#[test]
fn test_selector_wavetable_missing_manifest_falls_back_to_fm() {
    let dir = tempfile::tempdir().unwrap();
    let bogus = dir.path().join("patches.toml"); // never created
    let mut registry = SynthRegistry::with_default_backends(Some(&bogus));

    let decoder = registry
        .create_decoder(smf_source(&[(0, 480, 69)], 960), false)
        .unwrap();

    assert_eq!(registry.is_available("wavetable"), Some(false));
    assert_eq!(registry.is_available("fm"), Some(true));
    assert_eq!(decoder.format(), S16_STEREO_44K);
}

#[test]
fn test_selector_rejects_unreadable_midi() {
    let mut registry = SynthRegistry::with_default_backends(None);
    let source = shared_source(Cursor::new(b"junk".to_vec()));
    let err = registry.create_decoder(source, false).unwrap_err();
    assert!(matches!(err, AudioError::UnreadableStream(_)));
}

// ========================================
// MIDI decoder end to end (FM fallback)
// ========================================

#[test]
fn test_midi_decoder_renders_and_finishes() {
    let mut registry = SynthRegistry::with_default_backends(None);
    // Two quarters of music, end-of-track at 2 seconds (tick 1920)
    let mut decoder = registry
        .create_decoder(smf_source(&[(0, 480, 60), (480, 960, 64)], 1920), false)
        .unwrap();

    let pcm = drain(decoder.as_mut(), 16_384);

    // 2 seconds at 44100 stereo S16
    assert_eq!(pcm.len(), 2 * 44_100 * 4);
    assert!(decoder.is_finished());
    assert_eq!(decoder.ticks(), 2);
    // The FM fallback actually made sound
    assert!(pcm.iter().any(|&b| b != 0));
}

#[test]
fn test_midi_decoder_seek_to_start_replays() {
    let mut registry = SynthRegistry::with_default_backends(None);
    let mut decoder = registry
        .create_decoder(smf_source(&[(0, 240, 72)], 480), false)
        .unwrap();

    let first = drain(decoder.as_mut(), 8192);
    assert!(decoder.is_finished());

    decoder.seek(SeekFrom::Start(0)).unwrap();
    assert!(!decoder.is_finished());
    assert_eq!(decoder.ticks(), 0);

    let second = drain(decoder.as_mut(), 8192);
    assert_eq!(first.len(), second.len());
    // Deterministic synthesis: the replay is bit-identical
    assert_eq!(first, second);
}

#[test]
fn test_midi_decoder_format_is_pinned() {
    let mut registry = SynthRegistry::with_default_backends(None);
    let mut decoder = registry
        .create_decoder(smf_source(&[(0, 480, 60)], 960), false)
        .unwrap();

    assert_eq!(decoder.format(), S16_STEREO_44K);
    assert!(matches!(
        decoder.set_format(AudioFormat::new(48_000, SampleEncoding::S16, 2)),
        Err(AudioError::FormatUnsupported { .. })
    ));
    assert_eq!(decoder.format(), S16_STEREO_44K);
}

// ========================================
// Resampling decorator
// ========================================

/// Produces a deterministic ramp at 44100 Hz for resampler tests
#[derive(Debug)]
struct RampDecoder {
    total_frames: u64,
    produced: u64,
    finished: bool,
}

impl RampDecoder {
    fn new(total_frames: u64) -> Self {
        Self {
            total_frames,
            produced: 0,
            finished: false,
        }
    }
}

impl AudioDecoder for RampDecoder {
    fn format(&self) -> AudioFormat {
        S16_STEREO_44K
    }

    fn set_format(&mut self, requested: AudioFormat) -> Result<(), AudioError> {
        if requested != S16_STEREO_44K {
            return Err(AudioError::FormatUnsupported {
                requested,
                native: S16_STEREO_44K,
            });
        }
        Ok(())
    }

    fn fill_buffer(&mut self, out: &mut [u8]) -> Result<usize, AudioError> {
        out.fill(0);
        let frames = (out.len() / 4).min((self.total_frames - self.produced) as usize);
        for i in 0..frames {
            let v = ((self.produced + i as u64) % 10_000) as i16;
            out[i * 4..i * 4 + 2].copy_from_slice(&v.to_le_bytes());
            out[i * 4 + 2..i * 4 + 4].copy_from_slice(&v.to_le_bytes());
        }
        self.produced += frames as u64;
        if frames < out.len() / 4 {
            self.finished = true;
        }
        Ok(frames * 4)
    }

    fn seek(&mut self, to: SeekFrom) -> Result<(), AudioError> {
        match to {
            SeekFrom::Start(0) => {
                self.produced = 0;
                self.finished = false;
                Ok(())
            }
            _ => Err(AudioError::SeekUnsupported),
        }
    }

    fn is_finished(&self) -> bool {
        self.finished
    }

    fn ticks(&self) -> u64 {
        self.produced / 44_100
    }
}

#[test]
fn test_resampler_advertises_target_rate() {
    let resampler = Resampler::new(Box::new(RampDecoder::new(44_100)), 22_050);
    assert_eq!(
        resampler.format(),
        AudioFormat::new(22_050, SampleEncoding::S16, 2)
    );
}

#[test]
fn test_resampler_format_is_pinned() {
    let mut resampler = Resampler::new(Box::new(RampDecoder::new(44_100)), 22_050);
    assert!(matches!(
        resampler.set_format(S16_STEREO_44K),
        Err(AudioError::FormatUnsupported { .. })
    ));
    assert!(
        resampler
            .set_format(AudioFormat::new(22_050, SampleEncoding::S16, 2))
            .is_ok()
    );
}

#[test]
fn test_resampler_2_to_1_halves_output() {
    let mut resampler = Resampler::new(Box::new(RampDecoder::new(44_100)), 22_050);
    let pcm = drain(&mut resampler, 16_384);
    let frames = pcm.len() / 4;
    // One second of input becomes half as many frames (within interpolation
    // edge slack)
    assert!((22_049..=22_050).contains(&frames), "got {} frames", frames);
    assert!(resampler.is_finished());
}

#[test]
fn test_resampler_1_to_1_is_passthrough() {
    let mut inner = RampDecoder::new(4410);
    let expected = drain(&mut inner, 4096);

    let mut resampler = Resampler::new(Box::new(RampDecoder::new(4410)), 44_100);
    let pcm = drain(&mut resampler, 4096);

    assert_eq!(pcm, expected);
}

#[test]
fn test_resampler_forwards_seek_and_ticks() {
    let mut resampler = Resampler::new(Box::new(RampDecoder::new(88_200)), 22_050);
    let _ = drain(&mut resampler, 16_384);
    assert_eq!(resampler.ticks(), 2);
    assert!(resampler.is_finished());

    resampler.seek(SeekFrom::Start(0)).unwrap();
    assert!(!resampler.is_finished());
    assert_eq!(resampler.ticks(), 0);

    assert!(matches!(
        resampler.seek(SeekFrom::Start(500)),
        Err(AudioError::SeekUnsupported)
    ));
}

--

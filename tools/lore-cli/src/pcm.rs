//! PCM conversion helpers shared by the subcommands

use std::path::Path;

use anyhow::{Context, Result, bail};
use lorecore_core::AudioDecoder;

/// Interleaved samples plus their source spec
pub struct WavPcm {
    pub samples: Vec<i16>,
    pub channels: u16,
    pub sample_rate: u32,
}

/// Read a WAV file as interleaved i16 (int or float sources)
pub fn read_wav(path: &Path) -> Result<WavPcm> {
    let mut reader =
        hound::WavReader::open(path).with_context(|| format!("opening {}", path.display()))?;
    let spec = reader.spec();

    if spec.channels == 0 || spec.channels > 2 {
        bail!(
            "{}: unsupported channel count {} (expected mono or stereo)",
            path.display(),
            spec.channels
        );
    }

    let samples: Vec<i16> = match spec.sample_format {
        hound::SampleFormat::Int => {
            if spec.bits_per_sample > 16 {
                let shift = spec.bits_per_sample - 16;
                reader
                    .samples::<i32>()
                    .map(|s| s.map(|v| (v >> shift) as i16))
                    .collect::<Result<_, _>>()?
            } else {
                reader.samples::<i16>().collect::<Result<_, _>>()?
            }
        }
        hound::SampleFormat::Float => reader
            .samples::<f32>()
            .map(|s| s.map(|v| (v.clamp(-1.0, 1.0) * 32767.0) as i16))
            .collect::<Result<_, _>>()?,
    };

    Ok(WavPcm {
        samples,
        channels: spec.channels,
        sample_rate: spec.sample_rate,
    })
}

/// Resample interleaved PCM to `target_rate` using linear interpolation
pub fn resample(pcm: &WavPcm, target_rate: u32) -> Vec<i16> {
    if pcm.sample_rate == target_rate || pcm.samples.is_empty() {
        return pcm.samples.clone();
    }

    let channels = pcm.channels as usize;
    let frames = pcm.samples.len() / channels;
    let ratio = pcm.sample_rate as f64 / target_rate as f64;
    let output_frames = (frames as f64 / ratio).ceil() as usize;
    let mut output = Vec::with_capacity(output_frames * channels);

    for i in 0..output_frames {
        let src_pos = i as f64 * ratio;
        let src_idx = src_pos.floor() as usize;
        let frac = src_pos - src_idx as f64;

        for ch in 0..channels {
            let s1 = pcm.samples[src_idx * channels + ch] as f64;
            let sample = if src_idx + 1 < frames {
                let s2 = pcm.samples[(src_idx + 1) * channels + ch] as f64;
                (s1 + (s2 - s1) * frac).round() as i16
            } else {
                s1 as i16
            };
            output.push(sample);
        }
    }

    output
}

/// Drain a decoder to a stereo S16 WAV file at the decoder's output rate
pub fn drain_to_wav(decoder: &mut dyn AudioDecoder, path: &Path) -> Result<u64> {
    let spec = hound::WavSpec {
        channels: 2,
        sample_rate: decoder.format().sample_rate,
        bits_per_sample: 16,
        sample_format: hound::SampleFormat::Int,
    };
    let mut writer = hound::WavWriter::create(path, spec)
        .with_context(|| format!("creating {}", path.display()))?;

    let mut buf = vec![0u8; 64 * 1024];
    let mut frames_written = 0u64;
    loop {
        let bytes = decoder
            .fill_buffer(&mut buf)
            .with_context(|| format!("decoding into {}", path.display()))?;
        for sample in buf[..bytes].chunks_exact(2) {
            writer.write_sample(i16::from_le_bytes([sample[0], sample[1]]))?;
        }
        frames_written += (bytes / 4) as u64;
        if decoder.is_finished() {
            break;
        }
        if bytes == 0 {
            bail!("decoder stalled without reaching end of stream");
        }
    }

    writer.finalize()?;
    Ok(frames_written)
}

* * *

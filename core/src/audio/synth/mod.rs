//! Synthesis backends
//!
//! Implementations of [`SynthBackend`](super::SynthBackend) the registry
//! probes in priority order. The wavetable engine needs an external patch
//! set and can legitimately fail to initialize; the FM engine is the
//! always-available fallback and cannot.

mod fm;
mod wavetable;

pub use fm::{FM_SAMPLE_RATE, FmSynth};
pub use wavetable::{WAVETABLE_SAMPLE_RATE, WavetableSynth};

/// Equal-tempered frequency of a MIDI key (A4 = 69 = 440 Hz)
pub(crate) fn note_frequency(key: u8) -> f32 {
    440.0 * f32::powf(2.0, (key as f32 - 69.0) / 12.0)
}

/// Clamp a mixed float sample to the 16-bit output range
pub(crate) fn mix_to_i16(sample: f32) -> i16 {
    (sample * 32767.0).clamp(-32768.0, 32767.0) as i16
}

§ **TASK PROMPT**:
From the material above, copy every line where the word "false" is found.

§ **RESULT OF THIS EXERCISE**:
        .create_decoder(smf_source(&[(0, 480, 69)], 960), false)
    assert_eq!(registry.is_available("wavetable"), Some(false));
    let err = registry.create_decoder(source, false).unwrap_err();
        .create_decoder(smf_source(&[(0, 480, 60), (480, 960, 64)], 1920), false)
        .create_decoder(smf_source(&[(0, 240, 72)], 480), false)
        .create_decoder(smf_source(&[(0, 480, 60)], 960), false)
            finished: false,
                self.finished = false;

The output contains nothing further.